Appendice 635

Se non avesse avuto moglie e figli, se non si fosse trovato in città al momento dell'invasione, insomma, se uno di questi fattori fosse venuto meno, le cose sarebbero andate diversamente per il signor Ferri.
 Al momento, stava prendendo una tazza di tè, affacciato alla finestra. Da lì si vedevano i campi e i quartieri di una città occupata.
 Gli invasori.
 A Ferri parevano enormi razzi di metallo con gambe e braccia.

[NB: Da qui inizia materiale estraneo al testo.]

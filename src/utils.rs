//! Utility functions.

use tracing::info;

/// Resolve when the process receives SIGINT (Ctrl-C) or, on Unix, SIGTERM.
pub async fn shutdown_signal() {
    let ctrl_c = async {
        if let Err(e) = tokio::signal::ctrl_c().await {
            tracing::error!("Failed to listen for Ctrl-C: {}", e);
            std::future::pending::<()>().await;
        }
    };

    #[cfg(unix)]
    let terminate = async {
        use tokio::signal::unix::{signal, SignalKind};

        match signal(SignalKind::terminate()) {
            Ok(mut sig) => {
                sig.recv().await;
            }
            Err(e) => {
                tracing::error!("Failed to listen for SIGTERM: {}", e);
                std::future::pending::<()>().await;
            }
        }
    };

    #[cfg(not(unix))]
    let terminate = std::future::pending::<()>();

    tokio::select! {
        _ = ctrl_c => info!("Received SIGINT, shutting down"),
        _ = terminate => info!("Received SIGTERM, shutting down"),
    }
}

 In qualche modo a lui oscuro, avevano paralizzato i centri di comunicazione, giungendo lì prima ancora che se ne accorgesse l'esercito. Ora dominavano. La resistenza: roba futile.

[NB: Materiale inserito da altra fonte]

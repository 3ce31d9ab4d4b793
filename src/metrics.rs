//! Prometheus metrics for HTTP request tracking.
//!
//! Each [`HttpMetrics`] owns its own recorder rather than installing the
//! process-global one, so the `/metrics` endpoint renders exactly the series
//! recorded through the instance held in the application state.

use std::fmt;
use std::sync::Arc;
use std::time::Instant;

use metrics::{counter, describe_counter, describe_gauge, describe_histogram, gauge, histogram};
use metrics_exporter_prometheus::{
    BuildError, Matcher, PrometheusBuilder, PrometheusHandle, PrometheusRecorder,
};
use tracing::debug;

// === Metric Name Constants ===

/// HTTP requests counter metric name.
pub const METRIC_HTTP_REQUESTS: &str = "http_requests_total";
/// HTTP request latency metric name.
pub const METRIC_HTTP_REQUEST_LATENCY: &str = "http_request_latency_ms";
/// Static application info metric name.
pub const METRIC_APP_INFO: &str = "app_info";

/// Version reported in the `app_info` series.
pub const APP_VERSION: &str = "1.0.0";

/// Latency histogram buckets, in milliseconds.
const LATENCY_BUCKETS_MS: &[f64] = &[
    0.5, 1.0, 2.5, 5.0, 10.0, 25.0, 50.0, 100.0, 250.0, 500.0, 1000.0, 2500.0, 5000.0,
];

/// Request metrics collector backed by a dedicated Prometheus recorder.
#[derive(Clone)]
pub struct HttpMetrics {
    recorder: Arc<PrometheusRecorder>,
    handle: PrometheusHandle,
}

impl HttpMetrics {
    /// Build the recorder, register metric descriptions and set the
    /// `app_info` gauge for `environment`.
    pub fn new(environment: &str) -> Result<Self, BuildError> {
        let recorder = PrometheusBuilder::new()
            .set_buckets_for_metric(
                Matcher::Full(METRIC_HTTP_REQUEST_LATENCY.to_string()),
                LATENCY_BUCKETS_MS,
            )?
            .build_recorder();
        let handle = recorder.handle();

        let metrics = Self {
            recorder: Arc::new(recorder),
            handle,
        };
        metrics.describe();
        metrics.record_app_info(environment);

        debug!("Metrics initialized");
        Ok(metrics)
    }

    fn describe(&self) {
        metrics::with_local_recorder(self.recorder.as_ref(), || {
            describe_counter!(METRIC_HTTP_REQUESTS, "Total number of HTTP requests handled");
            describe_histogram!(
                METRIC_HTTP_REQUEST_LATENCY,
                "HTTP request latency in milliseconds"
            );
            describe_gauge!(METRIC_APP_INFO, "Application info");
        });
    }

    fn record_app_info(&self, environment: &str) {
        let env = environment.to_string();
        metrics::with_local_recorder(self.recorder.as_ref(), || {
            gauge!(METRIC_APP_INFO, "version" => APP_VERSION, "env" => env).set(1.0);
        });
    }

    /// Count one handled request and record its latency since `start`.
    pub fn record_request(&self, method: &str, path: &str, status: u16, start: Instant) {
        let latency_ms = start.elapsed().as_secs_f64() * 1000.0;
        let labels = [
            ("method", method.to_string()),
            ("path", path.to_string()),
            ("status", status.to_string()),
        ];

        metrics::with_local_recorder(self.recorder.as_ref(), || {
            counter!(METRIC_HTTP_REQUESTS, &labels).increment(1);
            histogram!(METRIC_HTTP_REQUEST_LATENCY, &labels).record(latency_ms);
        });
    }

    /// Render all series in the Prometheus text exposition format.
    pub fn render(&self) -> String {
        self.handle.render()
    }
}

impl fmt::Debug for HttpMetrics {
    fn fmt(&self, f: &mut fmt::Formatter<'_>) -> fmt::Result {
        f.debug_struct("HttpMetrics").finish_non_exhaustive()
    }
}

 Mentre ingollava il tè, l'occhio gli cadde sul campo di fronte casa. Qualcosa dondolava dall'unico albero vivo, qualcosa tremendamente simile a un grosso pupazzo.
 Ferri si lasciò andare a una smorfia. Non avrebbe imprecato, rischiava d'attirare l'attenzione di Laura o peggio, dei bambini. Qualcuno doveva pur rimuovere l'impiccato dall'albero! Ferri si rabbuiò. Ecco che fine fanno gli oppositori, si disse. Stupidi, sciocchi visionari. Perché ribellarsi poi? Da quel che aveva capito dei loro proclami, i robot cercavano unicamente un posto per vivere. La Terra andava bene, unico neo: troppi umani.
 Ferri non sapeva per certo cosa fosse accaduto nel resto del mondo. In città avevano ucciso i vecchi e gli infermi. Brutalmente vero, ma (si diceva Ferri) non sarebbero morti comunque? Ora c'era più cibo, più spazio vitale.
 Di cosa si nutrissero i robot era un mistero. Alcuni dicevano "metallo". Lì, sulle superfici lisce dei loro corpi a siluro, forse si nascondevano enormi bocche dentate, pronte ad azzannare un bel pezzo di lamiera. Erano solo supposizioni, racconti che Ferri sentiva alla macchinetta del caffè.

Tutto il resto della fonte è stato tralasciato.